A month ago there passed through the streets of Winnipeg, Man., a band of religious pilgrims who were seeking, as they said, "the Jesus land, where there would be perpetual sunshine and flowers." Their dress was simple, their bearing dignified, and their thoughts were evidently centered on the far-away. They seemed calmly indifferent to the sometimes intrusive curiosity and ribald jest of those who looked upon them, and as they went along they chanted in quiet tones a sacred hymn.

They were recognized as Doukobors, a relic of those who came originally from an isolated province of Russia, where in impelling consciousness of "the heart's great need" and some crude sense of its possible satisfaction had been awakened at humble hearthstones and through the experience of such trials as even the most heroic cannot forever bear. Though advised and importuned to turn back, they could not be won away from their heart's emprise, and their song was heard to die away in the distance as they passed on into their unknown future. "Fanatics!" "Fools!" "Poor deluded children!" such has the world named them, and yet how fittingly do they stand for that larger humanity which through all the years has continued its unrewarded quest under an impulsion it has been able neither to understand nor to resist. Surely history presents no fact that is more universal or more pitifully appealing that that "divine unrest, the old stinging trouble of humanity," as Stevenson has said, "that makes all high achievement and all miserable failure; that spread the wings of Icarus, and that sent Columbus into the desolations of the Atlantic."

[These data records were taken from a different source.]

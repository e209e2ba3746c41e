use anyhow::{Context, Result};
use async_trait::async_trait;
use std::path::Path;
use tokio::fs::File;
use tokio::io::{AsyncWrite, AsyncWriteExt, BufWriter};

use extract::ArticleRecord;

/// Destination for merged article records.
#[async_trait]
pub trait RecordSink: Send {
    async fn write(&mut self, record: &ArticleRecord) -> Result<()>;

    async fn flush(&mut self) -> Result<()> {
        Ok(())
    }
}

/// One JSON object per line.
pub struct JsonlSink<W> {
    writer: W,
}

impl JsonlSink<BufWriter<File>> {
    pub async fn create(path: &Path) -> Result<Self> {
        if let Some(parent) = path.parent().filter(|p| !p.as_os_str().is_empty()) {
            tokio::fs::create_dir_all(parent)
                .await
                .context(format!("Failed to create output directory: {:?}", parent))?;
        }
        let file = File::create(path)
            .await
            .context(format!("Failed to create output file: {:?}", path))?;
        Ok(Self::new(BufWriter::new(file)))
    }
}

impl<W: AsyncWrite + Unpin + Send> JsonlSink<W> {
    pub fn new(writer: W) -> Self {
        Self { writer }
    }

    pub fn into_inner(self) -> W {
        self.writer
    }
}

#[async_trait]
impl<W: AsyncWrite + Unpin + Send> RecordSink for JsonlSink<W> {
    async fn write(&mut self, record: &ArticleRecord) -> Result<()> {
        let mut line = serde_json::to_vec(record)?;
        line.push(b'\n');
        self.writer
            .write_all(&line)
            .await
            .context("Failed to write record")?;
        Ok(())
    }

    async fn flush(&mut self) -> Result<()> {
        self.writer.flush().await.context("Failed to flush records")
    }
}

#[async_trait]
impl RecordSink for Vec<ArticleRecord> {
    async fn write(&mut self, record: &ArticleRecord) -> Result<()> {
        self.push(record.clone());
        Ok(())
    }
}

Thus did Abram depart out of Haran and from his kindred, to go forth into the land of Canaan; thus wandered Israel for forty years in the burning deserts of Sinai: thus in succeeding centuries have the waves of migration from want, or from bitterer woe, braved every sea and broken upon every distant shore; thus were our fathers led to face the cheerless isolation of the new world's wilderness, that they might find the heart's longed-for goal,—all seeking that "better country," a land "where the sunshine is perpetual and the flowers ever bloom." Despite all its distortions of sense and all its unwisdom of endeavor, this persistent quest upon every plane of life and in every region of thought—this struggle of unfruitioned yet undying hope—is the great determinative fact of the past, the explanation of its mightiest events, and to-day it gives the highest human assurance that ultimately all longing hearts will reach their home-land and find rest.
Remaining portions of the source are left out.